Brief
Write out, word for word, every line in the data below from the one containing "use crate::Context;" to the one containing "(None, true) if", both of them included.

Task inputs
[Start of Attachment]

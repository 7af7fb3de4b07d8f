//! Inventory files: one `<environment>.toml` per environment.
//!
//! ```toml
//! [desired]
//! version = "7.0.5"
//!
//! [desired.replica_set]
//! name = "rs0"
//!
//! [[nodes]]
//! id = "db1"
//! host = "10.0.0.11"
//! ```

use fleetkit::inventory::is_valid_name;
use fleetkit::{DesiredConfig, Environment, Error, InventorySource, Node, Result};
use serde::Deserialize;
use std::fs;
use std::path::{Path, PathBuf};

#[derive(Debug, Deserialize)]
#[serde(deny_unknown_fields)]
struct InventoryFile {
    desired: DesiredConfig,
    #[serde(default)]
    nodes: Vec<Node>,
}

/// Reads `<dir>/<environment>.toml` fresh on every call.
#[derive(Debug, Clone)]
pub struct TomlInventory {
    dir: PathBuf,
}

impl TomlInventory {
    pub fn new(dir: impl Into<PathBuf>) -> Self {
        Self { dir: dir.into() }
    }

    fn path(&self, name: &str) -> PathBuf {
        self.dir.join(format!("{name}.toml"))
    }
}

impl InventorySource for TomlInventory {
    fn load(&self, name: &str) -> Result<Option<Environment>> {
        let path = self.path(name);
        if !path.exists() {
            return Ok(None);
        }
        let content = fs::read_to_string(&path)?;
        let file: InventoryFile = toml::from_str(&content).map_err(|e| Error::Config {
            path: path.display().to_string(),
            message: e.to_string().trim().to_string(),
        })?;

        if let Some(node) = file.nodes.iter().find(|n| n.host.trim().is_empty()) {
            return Err(Error::Config {
                path: path.display().to_string(),
                message: format!("node '{}' has an empty host", node.id),
            });
        }

        log::debug!("Loaded inventory {}", path.display());
        Ok(Some(Environment {
            name: name.to_string(),
            nodes: file.nodes,
            desired: file.desired,
        }))
    }

    fn environments(&self) -> Result<Vec<String>> {
        list_toml_stems(&self.dir)
    }
}

/// File stems of `*.toml` directly under `dir` that are valid environment
/// names, sorted.
fn list_toml_stems(dir: &Path) -> Result<Vec<String>> {
    if !dir.exists() {
        return Ok(Vec::new());
    }
    let mut names: Vec<String> = fs::read_dir(dir)?
        .filter_map(std::result::Result::ok)
        .map(|e| e.path())
        .filter(|p| p.extension().is_some_and(|ext| ext == "toml"))
        .filter_map(|p| p.file_stem().and_then(|s| s.to_str()).map(String::from))
        .filter(|name| is_valid_name(name))
        .collect();
    names.sort();
    Ok(names)
}
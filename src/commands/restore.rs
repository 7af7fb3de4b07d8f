use super::Outcome;
use crate::Context;
use crate::cli::RestoreArgs;
use crate::ui;
use anyhow::{Context as _, Result};
use dialoguer::Input;
use fleetkit::{ConfirmationToken, OperationKind, OperationRequest, RestoreOptions};
use std::io::IsTerminal;

pub fn run(ctx: &Context, args: RestoreArgs) -> Result<Outcome> {
    let confirmation = match (&args.confirm, args.drop_existing) {
        (Some(token), _) => Some(ConfirmationToken::new(token.as_str())),
        (None, true) if can_prompt(ctx) => prompt_token(&args.environment)?,
        // the engine rejects the missing token before touching any node
        (None, _) => None,
    };

    let request = OperationRequest::new(
        &args.environment,
        OperationKind::Restore(RestoreOptions {
            artifact: args.file,
            database_filter: args.database,
            drop_existing: args.drop_existing,
            target: args.target,
            confirmation,
        }),
    );
    super::run_requests(ctx, "Restoring", &[request])
}

fn can_prompt(ctx: &Context) -> bool {
    !ctx.json && std::io::stdin().is_terminal() && std::io::stdout().is_terminal()
}

fn prompt_token(environment: &str) -> Result<Option<ConfirmationToken>> {
    ui::warn(&format!(
        "--drop-existing removes the current data of '{environment}' before restoring"
    ));
    let typed: String = Input::new()
        .with_prompt(format!("Type '{environment}' to confirm"))
        .allow_empty(true)
        .interact_text()
        .context("Failed to read confirmation")?;

    let typed = typed.trim();
    if typed.is_empty() {
        return Ok(None);
    }
    Ok(Some(ConfirmationToken::new(typed)))
}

[End of Attachment]

Task answer
use crate::Context;
use crate::cli::RestoreArgs;
use crate::ui;
use anyhow::{Context as _, Result};
use dialoguer::Input;
use fleetkit::{ConfirmationToken, OperationKind, OperationRequest, RestoreOptions};
use std::io::IsTerminal;

pub fn run(ctx: &Context, args: RestoreArgs) -> Result<Outcome> {
    let confirmation = match (&args.confirm, args.drop_existing) {
        (Some(token), _) => Some(ConfirmationToken::new(token.as_str())),
        (None, true) if can_prompt(ctx) => prompt_token(&args.environment)?,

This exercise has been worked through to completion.